MARIETTA, Ga. -- With dozens of popular gun shows throughout Georgia all year long, mass shootings have put the spotlight on gun sales.
Taking the biggest hit--the AR-15, with more than 5-million sold already and prominently displayed as you walk into the Marietta Gun Show.
It was a similar weapon used in mass shootings in Aurora, Las Vegas, Sandy Hook, the Texas church attack, in San Bernardino and most recently in Parkland, Florida.
But buying an AR-15 or any other weapon is not as easy as it may look.
Although gun laws in Georgia are liberal and allow people to buy guns at a show like this one in Marietta and walk out the door, it does require an extensive background check with 6 full pages to be filled out and approved by the Federal government before anybody walk s out of here with a weapon.
Is that enough for an 18-year-old?
“I think if they are adults and they do a background check, I think its fine,” said Brian Young as he entered the Marietta Gun Show.
Shani Rivera is a military veteran and thinks differently.
“Excluding the military, I would support higher age limits for being able to purchase that kind of a gun,” she said.
For Brian Young, himself a hunter, and at the show to shop for a gun for his wife sees to use for target shooting, the gun market has changed.
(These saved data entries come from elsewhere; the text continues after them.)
use std::collections::HashMap;
use std::sync::{Arc, Mutex, MutexGuard, PoisonError};
use std::time::Duration;

use async_trait::async_trait;
use sqlx::pool::PoolConnection;
use sqlx::{Connection, PgConnection, PgPool, Postgres};
use tokio::time::Instant;
use tokio_util::sync::CancellationToken;
use tracing::{debug, warn};

use ncps_lock::breaker::CircuitBreaker;
use ncps_lock::error::{LockError, classify_backend_error};
use ncps_lock::locker::{Locker, RwLocker};
use ncps_lock::metrics::{
    AcquisitionResult, FailureReason, LockMetrics, LockMode, LockType, NoopMetrics,
};
use ncps_lock::retry::RetryConfig;
use ncps_lock_memory::MemoryRwLocker;

use crate::config::PostgresLockConfig;
use crate::key::advisory_lock_id;

/// Consecutive failures before the breaker opens.
const BREAKER_THRESHOLD: u32 = 5;

/// How long the breaker blocks before admitting a probe.
const BREAKER_TIMEOUT: Duration = Duration::from_secs(30);

/// Advisory lock id exercised by the startup probe.
const STARTUP_PROBE_LOCK_ID: i64 = 123_456_789;

const TRY_LOCK_SQL: &str = "SELECT pg_try_advisory_lock($1)";
const UNLOCK_SQL: &str = "SELECT pg_advisory_unlock($1)";
const TRY_LOCK_SHARED_SQL: &str = "SELECT pg_try_advisory_lock_shared($1)";
const UNLOCK_SHARED_SQL: &str = "SELECT pg_advisory_unlock_shared($1)";

fn guard<T>(mutex: &Mutex<T>) -> MutexGuard<'_, T> {
    mutex.lock().unwrap_or_else(PoisonError::into_inner)
}

/// PostgreSQL advisory-lock backend implementing [`Locker`] and [`RwLocker`].
///
/// Each successful acquire checks a dedicated connection out of the pool and
/// parks it in a binding map until release; losing that connection releases
/// the lock server-side. Read locks take one dedicated connection per reader.
///
/// With `allow_degraded_mode`, an open circuit breaker transparently reroutes
/// calls to an embedded in-process reader–writer lock. Cross-instance
/// exclusion is suspended for as long as the breaker stays open — this trades
/// consistency for availability and is acceptable only when callers can
/// tolerate duplicate work.
pub struct PostgresLocker {
    pool: PgPool,
    config: PostgresLockConfig,
    retry: RetryConfig,
    breaker: CircuitBreaker,
    allow_degraded: bool,
    fallback: MemoryRwLocker,
    metrics: Arc<dyn LockMetrics>,
    /// Dedicated connection per held exclusive lock.
    connections: Mutex<HashMap<String, PoolConnection<Postgres>>>,
    /// Dedicated connections per held read lock, one per reader.
    read_connections: Mutex<HashMap<String, Vec<PoolConnection<Postgres>>>>,
    /// Exclusive-hold start times for the hold-duration metric.
    held_since: Mutex<HashMap<String, Instant>>,
}

impl PostgresLocker {
    /// Create a backend over a caller-supplied pool and probe the server's
    /// advisory-lock support.
    ///
    /// # Errors
    ///
    /// Returns an error when the retry config is invalid or the startup probe
    /// cannot reach the server. See [`connect`](Self::connect) for the
    /// degraded-mode construction path.
    pub async fn new(
        pool: PgPool,
        config: PostgresLockConfig,
        retry: RetryConfig,
        allow_degraded_mode: bool,
    ) -> Result<Self, LockError> {
        retry
            .validate()
            .map_err(|e| LockError::Backend(format!("invalid retry config: {e}")))?;

        let locker = Self {
            pool,
            config,
            retry,
            breaker: CircuitBreaker::new(BREAKER_THRESHOLD, BREAKER_TIMEOUT),
            allow_degraded: allow_degraded_mode,
            fallback: MemoryRwLocker::new(),
            metrics: Arc::new(NoopMetrics),
            connections: Mutex::new(HashMap::new()),
            read_connections: Mutex::new(HashMap::new()),
            held_since: Mutex::new(HashMap::new()),
        };
        locker.startup_probe().await?;
        Ok(locker)
    }

    /// Construction entry point honouring degraded mode: when the server is
    /// unreachable and `allow_degraded_mode` is set, an in-process
    /// reader–writer lock is returned transparently instead.
    pub async fn connect(
        pool: PgPool,
        config: PostgresLockConfig,
        retry: RetryConfig,
        allow_degraded_mode: bool,
    ) -> Result<Box<dyn RwLocker>, LockError> {
        match Self::new(pool, config, retry, allow_degraded_mode).await {
            Ok(locker) => Ok(Box::new(locker)),
            Err(e) if allow_degraded_mode && e.is_connection_error() => {
                warn!(error = %e, "postgres unreachable, degrading to in-process locks");
                Ok(Box::new(MemoryRwLocker::new()))
            }
            Err(e) => Err(e),
        }
    }

    /// Replace the metrics sink (and the embedded fallback's).
    #[must_use]
    pub fn with_metrics(mut self, metrics: Arc<dyn LockMetrics>) -> Self {
        self.fallback = MemoryRwLocker::with_metrics(Arc::clone(&metrics));
        self.metrics = metrics;
        self
    }

    /// The breaker guarding this backend, for observation and tests.
    pub fn breaker(&self) -> &CircuitBreaker {
        &self.breaker
    }

    /// Acquire and release a throwaway advisory lock to verify connectivity
    /// and server support.
    async fn startup_probe(&self) -> Result<(), LockError> {
        let mut conn = self.checkout().await?;
        let acquired = try_advisory(&mut conn, TRY_LOCK_SQL, STARTUP_PROBE_LOCK_ID).await?;
        if acquired {
            let _ = try_advisory(&mut conn, UNLOCK_SQL, STARTUP_PROBE_LOCK_ID).await?;
        }
        debug!("postgres advisory lock probe succeeded");
        Ok(())
    }

    async fn checkout(&self) -> Result<PoolConnection<Postgres>, LockError> {
        self.pool
            .acquire()
            .await
            .map_err(|e| classify_backend_error(e.to_string()))
    }

    fn should_degrade(&self) -> bool {
        self.allow_degraded && self.breaker.is_open()
    }

    /// Shared acquire loop for the exclusive and shared primitives.
    ///
    /// Returns the dedicated connection now owning the server-side lock.
    async fn acquire_loop(
        &self,
        cancel: &CancellationToken,
        key: &str,
        lock_type: LockType,
        acquire_sql: &str,
    ) -> Result<PoolConnection<Postgres>, LockError> {
        let lock_id = advisory_lock_id(&self.config.key_prefix, key);
        let mut last_err = LockError::Contention(key.to_owned());

        for attempt in 0..self.retry.max_attempts {
            if attempt > 0 {
                self.metrics.retry(lock_type);
                if let Err(e) = self.retry.sleep(attempt, cancel).await {
                    self.metrics.failure(
                        lock_type,
                        LockMode::DistributedPostgres,
                        FailureReason::ContextCanceled,
                    );
                    return Err(e);
                }
            }

            let mut conn = match self.checkout().await {
                Ok(conn) => conn,
                Err(e) => {
                    self.breaker.record_failure();
                    self.metrics.failure(
                        lock_type,
                        LockMode::DistributedPostgres,
                        FailureReason::DatabaseError,
                    );
                    if self.should_degrade() {
                        return Err(LockError::CircuitBreakerOpen);
                    }
                    last_err = e;
                    continue;
                }
            };

            match try_advisory(&mut conn, acquire_sql, lock_id).await {
                Ok(true) => {
                    self.breaker.record_success();
                    self.metrics.acquisition(
                        lock_type,
                        LockMode::DistributedPostgres,
                        AcquisitionResult::Success,
                    );
                    return Ok(conn);
                }
                Ok(false) => {
                    // Back to the pool; the session holds nothing.
                    drop(conn);
                    last_err = LockError::Contention(key.to_owned());
                }
                Err(e) => {
                    // The session state is unknown; kill the connection.
                    let _ = conn.detach().close().await;
                    self.breaker.record_failure();
                    self.metrics.failure(
                        lock_type,
                        LockMode::DistributedPostgres,
                        FailureReason::DatabaseError,
                    );
                    if self.should_degrade() {
                        return Err(LockError::CircuitBreakerOpen);
                    }
                    last_err = e;
                }
            }
        }

        self.metrics.failure(
            lock_type,
            LockMode::DistributedPostgres,
            FailureReason::MaxRetries,
        );
        Err(LockError::AcquisitionFailed {
            attempts: self.retry.max_attempts,
            source: Box::new(last_err),
        })
    }
}

/// Run one of the advisory-lock statements, classifying driver errors.
async fn try_advisory(
    conn: &mut PgConnection,
    sql: &str,
    lock_id: i64,
) -> Result<bool, LockError> {
    sqlx::query_scalar::<_, bool>(sql)
        .bind(lock_id)
        .fetch_one(conn)
        .await
        .map_err(|e| classify_backend_error(e.to_string()))
}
“People see a gun as taking responsibility for themselves and not necessarily relying on police to protect them,” he said.
But for a gun show visitor from England, liberal US gun laws frighten him.
“I wouldn’t perhaps want to live in a place where there is a lot of guns on the streets and things and I do feel a bit cagy about it,” said Clive Ellick.
But despite the headlines and the outcry to tighten the gun laws, gun shows are thriving with no letup in sight.